There was no lack of early authoritative literature theorising the coming fall of urban land rent from increased transport system flexibility. Robert Murray Haig (1926) “Towards an Understanding of the Metropolis” contained a sound and influential theoretical discussion. Michael Goldberg (1970) “Transportation, Urban Land Values, and Rents: A Synthesis” discusses Haig’s work and further refinements from Richard Ratcliffe, William Alonso, Lowden Wingo and other luminaries of urban economics.
Paradigmic changes to the system of transport, due to roads and automobility, interrupted the historical norm to that time, of urban land market cyclical volatility and systemic economic rent of an “extractive” nature. A new norm of cyclical stability in prices, the democratisation of home ownership and its amenities, and consumer surplus in housing rather than extractive economic rent, commenced and lasted for several decades in many first world countries. It was this “new norm” that was interrupted by centrally imposed planning to constrain the consumption of land in urban growth, eliminating the beneficial effect of competitive automobile-based land supply for urban economies.

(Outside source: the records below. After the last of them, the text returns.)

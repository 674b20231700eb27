#![allow(dead_code)]

use rand::RngCore;

/// Routes library logs to the test output. (`RUST_LOG=sigscan=trace`)
pub fn init_logger() {
    let _ = env_logger::builder().is_test(true).try_init();
}

//noinspection ALL
pub fn random_bytes(len: usize) -> Vec<u8> {
    let mut rng = rand::thread_rng();
    let mut bytes = vec![0u8; len];
    rng.fill_bytes(&mut bytes);
    bytes
}

/// Byte-by-byte reference search.
pub fn naive_find(data: &[u8], entries: &[sigscan::PatternEntry]) -> Option<usize> {
    if entries.len() > data.len() {
        return None;
    }
    (0..=data.len() - entries.len()).find(|&start| {
        entries
            .iter()
            .enumerate()
            .all(|(i, entry)| !entry.fixed || data[start + i] == entry.value)
    })
}

const NT_OFFSET: usize = 0x40;
const DATA_DIRECTORIES: usize = 16;

/// A section of a synthetic image.
pub struct TestSection {
    pub name: &'static [u8],
    pub rva: u32,
    pub size: u32,
}

/// Builds a minimal PE image in loaded layout, with every section filled
/// with `0xCC`.<br><br>
///
/// # Arguments
/// * `pe64` - PE32+ if true, PE32 otherwise.
/// * `size_of_image` - Total size of the image.
/// * `sections` - The section table.
pub fn build_image(pe64: bool, size_of_image: usize, sections: &[TestSection]) -> Vec<u8> {
    let mut image = vec![0u8; size_of_image];

    // DOS header.
    image[0..2].copy_from_slice(b"MZ");
    put_u32(&mut image, 0x3C, NT_OFFSET as u32);

    // NT signature and file header.
    let optional_size = (if pe64 { 112 } else { 96 }) + DATA_DIRECTORIES * 8;
    image[NT_OFFSET..NT_OFFSET + 4].copy_from_slice(b"PE\0\0");
    let file_header = NT_OFFSET + 4;
    put_u16(&mut image, file_header, if pe64 { 0x8664 } else { 0x014C });
    put_u16(&mut image, file_header + 2, sections.len() as u16);
    put_u16(&mut image, file_header + 16, optional_size as u16);
    put_u16(&mut image, file_header + 18, 0x2022);

    // Optional header. Field offsets agree between PE32 and PE32+ up to
    // `SizeOfHeaders`.
    let optional = file_header + 20;
    put_u16(&mut image, optional, if pe64 { 0x20B } else { 0x10B });
    put_u32(&mut image, optional + 32, 0x1000);
    put_u32(&mut image, optional + 36, 0x200);
    put_u32(&mut image, optional + 56, size_of_image as u32);
    put_u32(&mut image, optional + 60, 0x400);
    let directory_count = optional + if pe64 { 108 } else { 92 };
    put_u32(&mut image, directory_count, DATA_DIRECTORIES as u32);

    // Section table.
    let table = optional + optional_size;
    for (i, section) in sections.iter().enumerate() {
        let header = table + i * 40;
        image[header..header + section.name.len()].copy_from_slice(section.name);
        put_u32(&mut image, header + 8, section.size);
        put_u32(&mut image, header + 12, section.rva);
        put_u32(&mut image, header + 16, section.size);
        put_u32(&mut image, header + 20, section.rva);
        put_u32(&mut image, header + 36, 0x6000_0020);

        let start = section.rva as usize;
        let end = (start + section.size as usize).min(size_of_image);
        image[start..end].fill(0xCC);
    }

    image
}

/// A PE32+ image with `.text` at 0x1000 (0x800 bytes) and `.data` at 0x2000.
pub fn default_image() -> Vec<u8> {
    build_image(
        true,
        0x3000,
        &[
            TestSection { name: b".text", rva: 0x1000, size: 0x800 },
            TestSection { name: b".data", rva: 0x2000, size: 0x100 },
        ],
    )
}

fn put_u16(image: &mut [u8], offset: usize, value: u16) {
    image[offset..offset + 2].copy_from_slice(&value.to_le_bytes());
}

fn put_u32(image: &mut [u8], offset: usize, value: u32) {
    image[offset..offset + 4].copy_from_slice(&value.to_le_bytes());
}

Egan and Soos use the example of Texas in the 1980s to demonstrate the presence of price volatility in the presence of freedom to convert land between uses. But as with other author’s discussion of this example (eg Phillip J. Anderson), nominal dollar percentage price rises and falls are used to make the volatility look a lot more impressive than if real prices were used. There was strong income growth in TX at the time. It is also worth noting that California, with more hindrances to conversion of land to urban uses, had a far greater price inflation at the same time.
The price falls in TX were significant due to overbuilding, which because it occurs without significant real price inflation, does not have to wreak the economic damage that happens when price volatility is high. And normality resumed within a few years as population growth caught back up to the quantity of housing. An occasional episode of overbuilding in conditions of explosive actual population and income growth is a small price to pay for urban land price stability.
In fact Phillip J. Anderson says of this episode:
“……In 1988 the comptroller of the currency, having surveyed all the recent banking and thrift failures, reported that less than 10 per cent of the failures had been caused solely by economic factors. Most were attributable to faulty lending practices or outright fraud…….” (Anderson, “The Secret History of Real Estate and Banking”, p284).
This contrasts with the highly destructive fallout from recent bubbles in which price movements have been far more volatile and even non-fraudulent loans to large numbers of borrowers have ended up in tragic negative equity situations – and with loan sizes that very much greater than a historically realistic assessment of the actual value of the property concerned.
Another crucial difference between this episode in Texas and the systemic changes in the markets in anti-sprawl regulated regions, is that in the latter, the volatility repeats and tends to worsen with each cycle, rather than disappear altogether (as it has in Texas); and furthermore the space per home in new development shrinks even as the median multiple trend entrenches at higher and higher levels.
Bear in mind, too, that there are plenty of cities outside of Texas with growth rates that leave the growth-phobic parts of the world for dead, that do have price stability. Charlotte, Raleigh, Nashville and Indianapolis, for example (compare charts below).
There are analyses of housing supply elasticity by city in the USA that clearly show a major difference between the cities with freedom to sprawl and those without. (e.g. Green, Malpezzi and Mayo 2005; Albert Saiz 2010). The measured elasticity of supply in Texas’ cities are in fact not remarkable in the context of the elasticity that is the norm in the great majority of US cities. In Saiz’ study, none of the most elastic-supply cities are in Texas at all. Houston has a supply elasticity of 2.01; San Antonio is 2.26, Dallas 1.88, and Austin 2.41.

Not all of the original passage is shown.